Annual Basketball Tournament Assists In Cancer Research

By Kerry Breen

On Sat., April 29, the third annual ‘Layups4Life’ fundraising event, hosted by Dan Exter, is set to be held at Roxbury High School. All of the proceeds from the event are donated to Memorial Sloan Kettering Cancer Center (MSKCC).

Exter himself is a cancer survivor. In 2013 he was diagnosed with acute lymphoblastic leukemia (ALL), along with a genetic mutation called a Philadelphia chromosome. This second factor made it a more complicated and rare type of cancer.

“ALL is typically found in young children,” said Exter, in a phone interview. “To find it in a 27-year-old doesn’t happen too frequently. I needed heavy, intensive chemo and full body radiation.”

Exter needed a T-cell transfusion to give him the best chance of beating the cancer. First he was checked to see if he was a match with any siblings – he has one brother, and there was only a 25 percent chance he was a match. Luckily, he wound up being a match, meaning that Exter did not need to go on a donor list.

“It was certainly a tough road, between chemo and full body radiation,” explained Exter. “I said to myself – ‘If I beat this thing, if I make my way out of it, I want to do something in the fight against this disease’.”

His passion for basketball – Exter has played the sport since the age of ten, on high school teams, recreational teams, and travel teams, as well as playing in various leagues and tournaments, and described himself as ‘a big basketball junkie’ – was what made him decide to create a tournament and donate the proceeds to MSKCC.

“Running a tournament seemed very easy for me to do,” he explained. “It was something I was comfortable with. People come to get a workout, to support someone currently fighting; I knew I wanted to do something sports-related so basketball would be the way to go for me.”

He reached out to Roxbury High School both because of his status as alum and the knowledge that he had contacts within their athletic programs. One of his friends, Stu Mason, was a member of the facility; after meetings with Mason and other staff members from the school, as well as dedicated team members from MSKCC who focus on events like these, the events came together.

The first tournament was in 2015 and raised ten thousand dollars in a single event. In 2016 he and his fiancée, Dana, ran the event again, raising between seventeen and eighteen thousand dollars. The two tournaments combined raised nearly thirty thousand dollars, and Exter expects that this year’s event will raise another record-breaking amount.

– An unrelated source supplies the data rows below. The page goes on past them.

// SPDX-License-Identifier: MIT
// Copyright 2026 Roland Dreier <roland@rolandd.dev>

//! Interactive activity plotter.
//!
//! Asks for a user and a date range, then prints the chosen chart series as
//! a text table until the user exits or input runs out.

pub mod prompt;

pub use prompt::{Action, Prompter};

use crate::db::SqliteDb;
use crate::services::{build_chart, load_dataset, no_data_message, ChartError, ChartSeries, DateRange};
use std::io::{self, BufRead, Write};

pub const GREETING: &str = "Hi, welcome to activity plotter!";
pub const FAREWELL: &str = "Goodbye! Enjoy your next activity!";

/// Run one plotting session against `db`.
pub async fn run_session<R: BufRead, W: Write>(
    db: &SqliteDb,
    prompter: &mut Prompter<R, W>,
) -> anyhow::Result<()> {
    prompter.say(GREETING)?;

    let Some(user_id) = prompter.read_user_id()? else {
        return Ok(());
    };
    let Some(plot_all) = prompter.read_plot_all()? else {
        return Ok(());
    };
    let range = if plot_all {
        DateRange::default()
    } else {
        match prompter.read_date_range()? {
            Some(range) => range,
            None => return Ok(()),
        }
    };
    tracing::debug!(user_id, start = %range.start, end = %range.end, "Plotter session ready");

    loop {
        let kind = match prompter.read_action()? {
            Some(Action::Chart(kind)) => kind,
            Some(Action::Exit) => {
                prompter.say(FAREWELL)?;
                return Ok(());
            }
            None => return Ok(()),
        };

        let dataset = load_dataset(db, user_id, &range).await?;
        match build_chart(kind, &dataset) {
            Ok(series) => write_series(prompter.output(), &series)?,
            Err(ChartError::NoData(_)) => {
                prompter.say("")?;
                prompter.say(&no_data_message(user_id))?;
                prompter.say("")?;
            }
        }
    }
}

/// Print a chart series as a two-column table.
pub fn write_series<W: Write>(out: &mut W, series: &ChartSeries) -> io::Result<()> {
    writeln!(out)?;
    writeln!(out, "{}", series.title)?;
    writeln!(out, "{:<24} {}", series.x_label, series.y_label)?;
    for point in &series.points {
        writeln!(out, "{:<24} {:.2}", point.x.to_string(), point.y)?;
    }
    if let Some(line) = series.trendline {
        writeln!(
            out,
            "Trendline: y = {:.4}x + {:.4}",
            line.slope, line.intercept
        )?;
    }
    Ok(())
}
// SPDX-License-Identifier: MIT
// Copyright 2026 Roland Dreier <roland@kernel.org>

//! Activity model for storage and API.

use serde::{Deserialize, Deserializer, Serialize};
use std::fmt;
use std::str::FromStr;

/// Column names shared by storage rows, keyed records and datasets.
pub mod columns {
    pub const ID: &str = "id";
    pub const USER_ID: &str = "user_id";
    pub const DATE: &str = "date";
    pub const TIME_OF_DAY: &str = "time_of_day";
    pub const CATEGORY: &str = "category";
    pub const SUBTYPE: &str = "subtype";
    pub const DURATION: &str = "duration";
    pub const DISTANCE_KM: &str = "distance_km";
    pub const PERCEIVED_EFFORT: &str = "perceived_effort";
    pub const ELEVATION_M: &str = "elevation_m";
    /// Derived, never stored
    pub const PACE: &str = "pace";
    /// Derived, never stored
    pub const PACE_NUMERIC: &str = "pace_numeric";
}

/// Kind of exercise session.
#[derive(Debug, Clone, Copy, PartialEq, Eq, Serialize, Deserialize)]
#[serde(rename_all = "lowercase")]
pub enum Category {
    Run,
    Ride,
}

impl Category {
    /// Every accepted category, in display order.
    pub const ALL: [Category; 2] = [Category::Run, Category::Ride];

    pub fn as_str(&self) -> &'static str {
        match self {
            Category::Run => "run",
            Category::Ride => "ride",
        }
    }
}

impl fmt::Display for Category {
    fn fmt(&self, f: &mut fmt::Formatter<'_>) -> fmt::Result {
        f.write_str(self.as_str())
    }
}

impl FromStr for Category {
    type Err = String;

    fn from_str(s: &str) -> Result<Self, Self::Err> {
        Category::ALL
            .into_iter()
            .find(|c| c.as_str() == s)
            .ok_or_else(|| format!("unknown category '{s}'"))
    }
}

/// Stored activity record.
#[derive(Debug, Clone, PartialEq, Serialize, Deserialize)]
pub struct Activity {
    /// Assigned by storage on creation
    pub id: i64,
    /// Owning user
    pub user_id: i64,
    /// Date (`YYYY/MM/DD`)
    pub date: String,
    /// Start time (`HH:MM`)
    pub time_of_day: String,
    pub category: Category,
    /// Free-form label, e.g. "trail"
    pub subtype: String,
    /// Moving time (`HH:MM:SS`)
    pub duration: String,
    pub distance_km: f64,
    /// 1 (very easy) to 10 (very hard)
    pub perceived_effort: i64,
    /// Elevation gain in meters, if recorded
    pub elevation_m: Option<i64>,
}

/// Payload for creating an activity (id is assigned by storage).
#[derive(Debug, Clone, PartialEq, Serialize, Deserialize)]
pub struct ActivityCreate {
    pub user_id: i64,
    pub date: String,
    pub time_of_day: String,
    pub category: Category,
    pub subtype: String,
    pub duration: String,
    pub distance_km: f64,
    pub perceived_effort: i64,
    #[serde(default)]
    pub elevation_m: Option<i64>,
}

impl ActivityCreate {
    /// Attach a storage-assigned id.
    pub fn into_activity(self, id: i64) -> Activity {
        Activity {
            id,
            user_id: self.user_id,
            date: self.date,
            time_of_day: self.time_of_day,
            category: self.category,
            subtype: self.subtype,
            duration: self.duration,
            distance_km: self.distance_km,
            perceived_effort: self.perceived_effort,
            elevation_m: self.elevation_m,
        }
    }
}

/// Partial update of an activity. Only supplied fields change.
#[derive(Debug, Clone, Default, PartialEq, Serialize, Deserialize)]
pub struct ActivityUpdate {
    pub user_id: Option<i64>,
    pub date: Option<String>,
    pub time_of_day: Option<String>,
    pub category: Option<Category>,
    pub subtype: Option<String>,
    pub duration: Option<String>,
    pub distance_km: Option<f64>,
    pub perceived_effort: Option<i64>,
    /// `Some(None)` clears a recorded elevation; `None` leaves it alone
    #[serde(
        default,
        deserialize_with = "present",
        skip_serializing_if = "Option::is_none"
    )]
    pub elevation_m: Option<Option<i64>>,
}

/// Mark a key that was present in the payload, even when its value is null.
fn present<'de, D, T>(deserializer: D) -> Result<Option<T>, D::Error>
where
    D: Deserializer<'de>,
    T: Deserialize<'de>,
{
    T::deserialize(deserializer).map(Some)
}

impl ActivityUpdate {
    /// Apply the supplied fields to a stored activity. The id never changes.
    pub fn apply_to(self, activity: &mut Activity) {
        if let Some(user_id) = self.user_id {
            activity.user_id = user_id;
        }
        if let Some(date) = self.date {
            activity.date = date;
        }
        if let Some(time_of_day) = self.time_of_day {
            activity.time_of_day = time_of_day;
        }
        if let Some(category) = self.category {
            activity.category = category;
        }
        if let Some(subtype) = self.subtype {
            activity.subtype = subtype;
        }
        if let Some(duration) = self.duration {
            activity.duration = duration;
        }
        if let Some(distance_km) = self.distance_km {
            activity.distance_km = distance_km;
        }
        if let Some(perceived_effort) = self.perceived_effort {
            activity.perceived_effort = perceived_effort;
        }
        if let Some(elevation_m) = self.elevation_m {
            activity.elevation_m = elevation_m;
        }
    }
}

Those donations actually amounted to enough funds to help complete the research of doctor Bart Getta, a fellow on a bone marrow transplant team at MSKCC. Getta’s work focuses on leukemia cells that can linger after a patient receives a stem cell transplant. They noticed a problem where a number of patients with acute leukemia who are in complete remission at the time of the transplant end up relapsing at some point afterwards.

Getta and colleagues created a plan that used two approaches. The first involved next-generation sequencing, which is a technique used to detect very small amounts of mutations that are specific for the type of leukemia the patient has. The second approach was called multi-parameter flow cytometry, which is a technique that looks at markers on the surface of cells and can also detect very small percentages of abnormal cells in an otherwise normal appearing marrow.

Bone marrow samples were examined in 122 patients, before and after undergoing an allogeneic stem cell transplant. The results showed that patients who had evidence of leukemia by either of the above tests before transplant were more likely to relapse after transplant, compared to those who were negative for both tests. When comparing the two tests, the flow cytometry test was the most useful, as the DNA test only detected certain mutations.

The next step of the research is to expand the set of mutations the test can detect to increase its utility. These results will have important implications on how patients with acute leukemia who undergo transplants are treated, and will hopefully lead to the new ways to reduce the risk of relapse later.

This is just one project that has been assisted by the donations of the Layups4Life events. The above research was given ten thousand dollars in funding from the event. In total, Exter donates the funds to three different departments.

“There are so many worthy causes, but for my personal battle, I wanted to give to the places that related to what I went through,” explained Exter. The donations were given to research on pediatric cancer, leukemia, and bone marrow research. “[Getta’s research] was something that gave me goosebumps.”

This year’s event is set for Sat., April 29, at the Roxbury High School. It will be a series of three on three basketball tournaments; those of all skills levels, ages, and interests can register to play. Registration is open online at www.layups4life.org; those interested can also donate directly through the site.